Directions for this task
Starting from the line in which "this class defines" appears, output every line down to the last line of the data below, exactly and without anything more.

Extracted entries
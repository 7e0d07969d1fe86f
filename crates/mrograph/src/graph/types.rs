//! Core hierarchy types: class handles and declarations.

use serde::{Deserialize, Serialize};
use std::collections::BTreeSet;

/// Handle for a declared class (monotonic counter, assigned by the graph).
#[derive(Debug, Clone, Copy, PartialEq, Eq, PartialOrd, Ord, Hash, Serialize, Deserialize)]
#[serde(transparent)]
pub struct ClassId(u32);

impl ClassId {
    /// Wrap a raw handle value.
    ///
    /// Handles are only meaningful for the graph that assigned them; a raw
    /// value the graph never handed out is reported as an unknown class.
    pub const fn new(raw: u32) -> Self {
        Self(raw)
    }

    /// Raw handle value.
    pub const fn raw(self) -> u32 {
        self.0
    }

    pub(crate) fn index(self) -> usize {
        self.0 as usize
    }
}

impl std::fmt::Display for ClassId {
    fn fmt(&self, f: &mut std::fmt::Formatter<'_>) -> std::fmt::Result {
        write!(f, "#{}", self.0)
    }
}

/// One declared class.
///
/// `bases` keeps the authored left-to-right order, which is the local
/// precedence order used by linearization. `methods` holds only the methods
/// defined directly on this class.
#[derive(Debug, Clone, PartialEq, Eq, Serialize, Deserialize)]
pub struct ClassDecl {
    /// Handle assigned by the graph
    pub id: ClassId,
    /// Unique class name
    pub name: String,
    /// Direct bases in declaration order
    pub bases: Vec<ClassId>,
    /// Locally defined method names
    pub methods: BTreeSet<String>,
}

impl ClassDecl {
    /// Create a declaration (ID will be assigned by graph).
    pub fn new(
        id: ClassId,
        name: impl Into<String>,
        bases: Vec<ClassId>,
        methods: BTreeSet<String>,
    ) -> Self {
        Self {
            id,
            name: name.into(),
            bases,
            methods,
        }
    }

    /// Whether this class defines `method` itself.
    pub fn defines(&self, method: &str) -> bool {
        self.methods.contains(method)
    }

    /// Whether this class has no declared bases.
    pub fn is_root(&self) -> bool {
        self.bases.is_empty()
    }
}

Answer to the problem
    /// Whether this class defines `method` itself.
    pub fn defines(&self, method: &str) -> bool {
        self.methods.contains(method)
    }

    /// Whether this class has no declared bases.
    pub fn is_root(&self) -> bool {
        self.bases.is_empty()
    }
}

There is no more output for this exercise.